*** AVAILABLE RECORDS ***
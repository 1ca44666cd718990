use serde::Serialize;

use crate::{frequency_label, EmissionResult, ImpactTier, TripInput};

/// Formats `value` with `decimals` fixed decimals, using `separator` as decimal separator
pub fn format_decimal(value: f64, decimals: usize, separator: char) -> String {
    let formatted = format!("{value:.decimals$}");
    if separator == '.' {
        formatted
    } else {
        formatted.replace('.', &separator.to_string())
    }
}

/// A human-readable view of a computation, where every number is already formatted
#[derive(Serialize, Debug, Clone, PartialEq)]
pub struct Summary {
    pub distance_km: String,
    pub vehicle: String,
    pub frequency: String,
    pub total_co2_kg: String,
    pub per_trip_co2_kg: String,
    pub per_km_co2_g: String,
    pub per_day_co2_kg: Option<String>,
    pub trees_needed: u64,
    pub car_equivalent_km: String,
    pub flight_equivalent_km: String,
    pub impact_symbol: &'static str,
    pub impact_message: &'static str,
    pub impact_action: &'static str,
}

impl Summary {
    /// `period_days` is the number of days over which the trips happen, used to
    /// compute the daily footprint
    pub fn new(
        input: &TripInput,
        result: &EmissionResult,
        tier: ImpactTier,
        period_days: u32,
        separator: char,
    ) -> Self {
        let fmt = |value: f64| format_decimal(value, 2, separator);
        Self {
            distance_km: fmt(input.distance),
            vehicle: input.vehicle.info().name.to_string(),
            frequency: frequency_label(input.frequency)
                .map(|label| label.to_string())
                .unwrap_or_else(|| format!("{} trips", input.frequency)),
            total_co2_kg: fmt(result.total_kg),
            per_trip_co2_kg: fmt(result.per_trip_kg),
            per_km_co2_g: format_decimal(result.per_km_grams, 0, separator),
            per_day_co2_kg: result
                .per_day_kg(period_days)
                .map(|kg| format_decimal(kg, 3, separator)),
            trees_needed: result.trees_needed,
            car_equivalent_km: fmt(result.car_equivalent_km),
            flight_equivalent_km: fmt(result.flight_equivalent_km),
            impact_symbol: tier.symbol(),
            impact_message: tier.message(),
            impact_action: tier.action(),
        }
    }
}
*** End of AVAILABLE RECORDS ***
*** AVAILABLE RECORDS ***
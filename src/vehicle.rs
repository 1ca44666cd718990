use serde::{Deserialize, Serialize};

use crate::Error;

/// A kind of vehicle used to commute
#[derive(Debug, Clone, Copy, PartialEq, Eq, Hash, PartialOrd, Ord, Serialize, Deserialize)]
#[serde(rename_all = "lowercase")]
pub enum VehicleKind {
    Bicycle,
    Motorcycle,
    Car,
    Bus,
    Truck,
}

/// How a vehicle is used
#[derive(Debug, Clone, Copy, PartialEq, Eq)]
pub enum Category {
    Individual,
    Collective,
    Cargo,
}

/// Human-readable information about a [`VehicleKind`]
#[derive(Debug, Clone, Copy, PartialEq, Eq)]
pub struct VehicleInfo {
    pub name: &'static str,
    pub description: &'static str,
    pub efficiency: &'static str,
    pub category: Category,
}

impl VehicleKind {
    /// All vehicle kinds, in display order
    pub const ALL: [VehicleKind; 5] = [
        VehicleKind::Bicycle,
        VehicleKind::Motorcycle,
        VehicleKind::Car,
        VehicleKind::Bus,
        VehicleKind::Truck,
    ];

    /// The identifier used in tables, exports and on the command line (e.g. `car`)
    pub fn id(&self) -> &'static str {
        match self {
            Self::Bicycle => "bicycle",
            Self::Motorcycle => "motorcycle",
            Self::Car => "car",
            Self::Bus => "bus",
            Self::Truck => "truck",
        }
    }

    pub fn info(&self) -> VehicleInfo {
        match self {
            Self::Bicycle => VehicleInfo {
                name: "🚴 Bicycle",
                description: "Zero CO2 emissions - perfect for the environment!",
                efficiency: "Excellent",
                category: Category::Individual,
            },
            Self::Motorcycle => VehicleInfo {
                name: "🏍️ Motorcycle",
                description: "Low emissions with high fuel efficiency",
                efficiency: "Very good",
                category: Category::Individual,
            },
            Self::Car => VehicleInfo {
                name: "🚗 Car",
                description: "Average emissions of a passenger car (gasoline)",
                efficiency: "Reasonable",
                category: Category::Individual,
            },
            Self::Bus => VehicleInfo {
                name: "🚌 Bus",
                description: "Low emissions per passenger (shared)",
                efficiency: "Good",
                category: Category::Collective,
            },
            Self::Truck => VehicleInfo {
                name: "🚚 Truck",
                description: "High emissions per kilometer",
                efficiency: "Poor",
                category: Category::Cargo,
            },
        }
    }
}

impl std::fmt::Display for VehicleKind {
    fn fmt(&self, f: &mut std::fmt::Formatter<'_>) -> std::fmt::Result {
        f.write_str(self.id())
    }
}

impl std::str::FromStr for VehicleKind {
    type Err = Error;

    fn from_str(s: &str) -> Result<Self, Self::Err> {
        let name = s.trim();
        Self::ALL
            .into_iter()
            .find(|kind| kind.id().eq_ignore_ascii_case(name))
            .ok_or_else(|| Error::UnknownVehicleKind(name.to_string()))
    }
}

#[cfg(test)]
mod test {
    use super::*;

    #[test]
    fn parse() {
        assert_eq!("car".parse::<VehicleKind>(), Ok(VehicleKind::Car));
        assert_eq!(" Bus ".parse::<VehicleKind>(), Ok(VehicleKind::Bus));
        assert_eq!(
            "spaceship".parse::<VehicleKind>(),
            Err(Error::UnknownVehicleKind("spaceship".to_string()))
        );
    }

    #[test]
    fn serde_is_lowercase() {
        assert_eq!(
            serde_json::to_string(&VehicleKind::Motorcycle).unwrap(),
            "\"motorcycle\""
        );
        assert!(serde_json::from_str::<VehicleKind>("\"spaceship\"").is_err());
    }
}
*** End of AVAILABLE RECORDS ***
#### EXERCISE DETAILS:
Pull every line containing "trips" out of the records.

#### COMPLETED TASK:
    /// `period_days` is the number of days over which the trips happen, used to
                .unwrap_or_else(|| format!("{} trips", input.frequency)),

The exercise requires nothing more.